### Your instructions
Return exactly the span of lines in the following data that opens with the line containing "self.max_projection_memory = bytes;" and closes with the line containing "any other component.". Include nothing else.
*** Task inputs Section Begins ***
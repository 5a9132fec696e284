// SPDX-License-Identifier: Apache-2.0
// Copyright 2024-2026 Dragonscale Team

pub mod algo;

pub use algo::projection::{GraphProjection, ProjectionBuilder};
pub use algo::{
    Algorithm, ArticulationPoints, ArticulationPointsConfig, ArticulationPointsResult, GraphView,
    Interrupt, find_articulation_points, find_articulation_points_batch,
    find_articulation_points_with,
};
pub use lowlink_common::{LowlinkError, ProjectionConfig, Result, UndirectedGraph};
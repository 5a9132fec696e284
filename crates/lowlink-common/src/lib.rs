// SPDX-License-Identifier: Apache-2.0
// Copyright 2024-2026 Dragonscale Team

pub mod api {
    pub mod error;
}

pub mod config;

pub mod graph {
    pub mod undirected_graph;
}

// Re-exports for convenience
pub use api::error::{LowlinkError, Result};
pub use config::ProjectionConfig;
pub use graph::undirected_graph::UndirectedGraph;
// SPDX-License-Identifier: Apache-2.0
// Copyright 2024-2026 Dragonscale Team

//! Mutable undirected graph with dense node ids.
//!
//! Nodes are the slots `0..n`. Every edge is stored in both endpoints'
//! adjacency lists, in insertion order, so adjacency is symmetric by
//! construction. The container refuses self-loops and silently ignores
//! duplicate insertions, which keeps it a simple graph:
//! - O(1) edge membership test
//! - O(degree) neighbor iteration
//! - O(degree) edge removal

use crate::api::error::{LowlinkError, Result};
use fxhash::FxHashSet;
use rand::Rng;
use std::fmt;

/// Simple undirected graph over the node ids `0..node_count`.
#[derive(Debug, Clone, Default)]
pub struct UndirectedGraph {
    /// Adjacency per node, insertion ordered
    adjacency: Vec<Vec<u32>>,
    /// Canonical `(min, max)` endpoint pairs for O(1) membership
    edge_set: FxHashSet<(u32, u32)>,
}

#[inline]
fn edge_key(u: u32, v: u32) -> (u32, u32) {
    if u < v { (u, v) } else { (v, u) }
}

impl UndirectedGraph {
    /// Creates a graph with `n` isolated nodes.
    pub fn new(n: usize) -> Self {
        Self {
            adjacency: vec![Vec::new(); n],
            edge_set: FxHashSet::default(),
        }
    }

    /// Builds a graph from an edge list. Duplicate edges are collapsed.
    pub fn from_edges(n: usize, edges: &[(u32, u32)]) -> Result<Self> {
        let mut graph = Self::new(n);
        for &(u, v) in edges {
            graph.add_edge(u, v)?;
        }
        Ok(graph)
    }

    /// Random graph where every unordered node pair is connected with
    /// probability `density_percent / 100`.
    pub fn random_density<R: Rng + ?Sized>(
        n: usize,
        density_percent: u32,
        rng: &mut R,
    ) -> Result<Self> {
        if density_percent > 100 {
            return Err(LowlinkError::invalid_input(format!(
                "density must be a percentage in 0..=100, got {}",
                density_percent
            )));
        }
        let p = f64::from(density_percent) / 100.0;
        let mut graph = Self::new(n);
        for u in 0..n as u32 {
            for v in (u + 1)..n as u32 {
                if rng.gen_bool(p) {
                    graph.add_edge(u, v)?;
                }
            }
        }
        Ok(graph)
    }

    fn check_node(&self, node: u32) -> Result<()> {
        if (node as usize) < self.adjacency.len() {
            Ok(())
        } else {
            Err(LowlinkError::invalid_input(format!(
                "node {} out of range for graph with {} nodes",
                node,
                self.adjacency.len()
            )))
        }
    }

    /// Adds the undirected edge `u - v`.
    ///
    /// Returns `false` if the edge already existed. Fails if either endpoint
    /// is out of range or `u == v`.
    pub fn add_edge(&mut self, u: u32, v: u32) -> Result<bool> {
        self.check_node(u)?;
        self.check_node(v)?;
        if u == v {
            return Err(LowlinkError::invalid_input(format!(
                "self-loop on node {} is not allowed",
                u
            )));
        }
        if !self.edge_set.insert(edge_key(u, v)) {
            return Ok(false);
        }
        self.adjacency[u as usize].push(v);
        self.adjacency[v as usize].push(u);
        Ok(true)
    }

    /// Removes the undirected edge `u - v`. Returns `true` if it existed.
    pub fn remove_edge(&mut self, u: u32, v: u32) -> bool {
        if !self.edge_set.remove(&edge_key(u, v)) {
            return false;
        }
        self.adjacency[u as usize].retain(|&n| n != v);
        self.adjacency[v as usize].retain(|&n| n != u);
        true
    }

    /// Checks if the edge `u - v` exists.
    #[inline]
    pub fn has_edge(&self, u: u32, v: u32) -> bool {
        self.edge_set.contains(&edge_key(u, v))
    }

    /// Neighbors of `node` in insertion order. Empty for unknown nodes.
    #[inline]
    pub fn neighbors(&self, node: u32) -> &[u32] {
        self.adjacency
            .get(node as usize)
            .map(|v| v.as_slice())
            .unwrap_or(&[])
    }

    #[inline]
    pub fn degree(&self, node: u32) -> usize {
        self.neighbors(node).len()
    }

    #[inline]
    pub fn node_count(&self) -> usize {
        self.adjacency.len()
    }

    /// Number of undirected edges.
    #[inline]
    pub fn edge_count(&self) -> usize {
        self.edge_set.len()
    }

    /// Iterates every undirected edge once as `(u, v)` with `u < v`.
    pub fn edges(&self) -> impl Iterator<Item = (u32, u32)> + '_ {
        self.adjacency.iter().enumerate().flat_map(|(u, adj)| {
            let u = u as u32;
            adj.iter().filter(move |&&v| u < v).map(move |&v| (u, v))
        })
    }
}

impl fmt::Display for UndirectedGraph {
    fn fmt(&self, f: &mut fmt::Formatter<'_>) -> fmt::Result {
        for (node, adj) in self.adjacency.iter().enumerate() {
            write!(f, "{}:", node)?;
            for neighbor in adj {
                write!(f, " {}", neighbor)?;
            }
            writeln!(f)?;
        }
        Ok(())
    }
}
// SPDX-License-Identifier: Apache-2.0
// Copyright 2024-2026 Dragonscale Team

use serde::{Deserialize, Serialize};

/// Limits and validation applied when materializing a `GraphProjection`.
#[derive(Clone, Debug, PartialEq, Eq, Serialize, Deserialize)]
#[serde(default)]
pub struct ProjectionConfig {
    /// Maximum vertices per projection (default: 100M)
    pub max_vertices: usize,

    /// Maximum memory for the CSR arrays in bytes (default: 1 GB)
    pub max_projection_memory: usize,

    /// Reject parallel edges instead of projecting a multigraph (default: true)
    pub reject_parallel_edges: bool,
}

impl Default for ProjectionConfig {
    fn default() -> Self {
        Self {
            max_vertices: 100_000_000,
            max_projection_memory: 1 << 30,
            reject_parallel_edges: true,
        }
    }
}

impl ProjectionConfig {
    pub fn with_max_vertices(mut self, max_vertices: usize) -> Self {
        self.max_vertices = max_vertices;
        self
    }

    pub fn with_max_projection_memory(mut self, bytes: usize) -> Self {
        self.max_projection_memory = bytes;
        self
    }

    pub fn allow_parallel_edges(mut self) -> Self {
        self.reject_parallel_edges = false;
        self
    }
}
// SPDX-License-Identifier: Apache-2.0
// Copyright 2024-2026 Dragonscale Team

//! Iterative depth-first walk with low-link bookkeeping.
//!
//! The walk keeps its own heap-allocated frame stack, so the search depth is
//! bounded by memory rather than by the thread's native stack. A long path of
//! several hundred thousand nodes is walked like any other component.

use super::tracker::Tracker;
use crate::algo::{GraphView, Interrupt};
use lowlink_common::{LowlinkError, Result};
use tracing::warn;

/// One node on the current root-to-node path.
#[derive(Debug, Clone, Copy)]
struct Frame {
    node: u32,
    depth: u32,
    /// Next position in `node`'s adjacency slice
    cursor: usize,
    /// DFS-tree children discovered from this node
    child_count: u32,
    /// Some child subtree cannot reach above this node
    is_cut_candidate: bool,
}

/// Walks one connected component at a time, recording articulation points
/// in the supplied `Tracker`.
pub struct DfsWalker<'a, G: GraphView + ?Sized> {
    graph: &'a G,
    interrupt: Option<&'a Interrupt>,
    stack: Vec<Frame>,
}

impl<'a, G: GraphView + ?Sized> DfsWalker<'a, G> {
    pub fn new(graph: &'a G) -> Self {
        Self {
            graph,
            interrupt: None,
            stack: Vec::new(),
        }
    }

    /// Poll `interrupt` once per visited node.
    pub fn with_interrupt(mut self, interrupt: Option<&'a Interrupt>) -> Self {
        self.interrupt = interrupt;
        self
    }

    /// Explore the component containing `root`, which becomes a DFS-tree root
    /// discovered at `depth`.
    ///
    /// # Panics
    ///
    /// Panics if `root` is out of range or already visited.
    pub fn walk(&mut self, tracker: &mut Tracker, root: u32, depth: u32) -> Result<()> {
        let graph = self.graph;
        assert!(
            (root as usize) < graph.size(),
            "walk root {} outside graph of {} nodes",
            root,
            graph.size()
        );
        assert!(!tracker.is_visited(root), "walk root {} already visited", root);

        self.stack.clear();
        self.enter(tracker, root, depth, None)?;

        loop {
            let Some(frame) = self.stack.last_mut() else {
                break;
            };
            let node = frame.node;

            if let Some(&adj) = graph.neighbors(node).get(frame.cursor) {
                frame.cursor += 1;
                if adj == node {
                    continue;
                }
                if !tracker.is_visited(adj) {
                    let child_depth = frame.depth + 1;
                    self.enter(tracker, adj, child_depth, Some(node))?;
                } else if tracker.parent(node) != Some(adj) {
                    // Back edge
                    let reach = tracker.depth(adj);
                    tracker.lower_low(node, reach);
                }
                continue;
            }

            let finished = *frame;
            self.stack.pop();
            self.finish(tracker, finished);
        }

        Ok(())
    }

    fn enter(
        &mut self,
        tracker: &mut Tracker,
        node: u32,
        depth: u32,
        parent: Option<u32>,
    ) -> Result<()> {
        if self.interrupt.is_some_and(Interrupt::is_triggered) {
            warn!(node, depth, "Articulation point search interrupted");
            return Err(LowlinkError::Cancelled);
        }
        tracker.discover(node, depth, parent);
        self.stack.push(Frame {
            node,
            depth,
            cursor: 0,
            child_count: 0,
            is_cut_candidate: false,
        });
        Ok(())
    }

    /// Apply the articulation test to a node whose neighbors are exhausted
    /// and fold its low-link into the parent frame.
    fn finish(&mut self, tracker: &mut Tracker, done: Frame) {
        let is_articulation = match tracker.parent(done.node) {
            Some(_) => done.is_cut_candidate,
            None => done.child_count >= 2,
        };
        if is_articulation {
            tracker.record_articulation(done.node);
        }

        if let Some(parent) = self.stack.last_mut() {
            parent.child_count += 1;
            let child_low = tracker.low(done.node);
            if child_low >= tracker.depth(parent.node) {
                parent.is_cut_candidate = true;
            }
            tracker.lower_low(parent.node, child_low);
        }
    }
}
*** Task inputs Section Ends ***
### Written response
        self.max_projection_memory = bytes;
        self
    }

    pub fn allow_parallel_edges(mut self) -> Self {
        self.reject_parallel_edges = false;
        self
    }
}
// SPDX-License-Identifier: Apache-2.0
// Copyright 2024-2026 Dragonscale Team

//! Iterative depth-first walk with low-link bookkeeping.
//!
//! The walk keeps its own heap-allocated frame stack, so the search depth is
//! bounded by memory rather than by the thread's native stack. A long path of
//! several hundred thousand nodes is walked like any other component.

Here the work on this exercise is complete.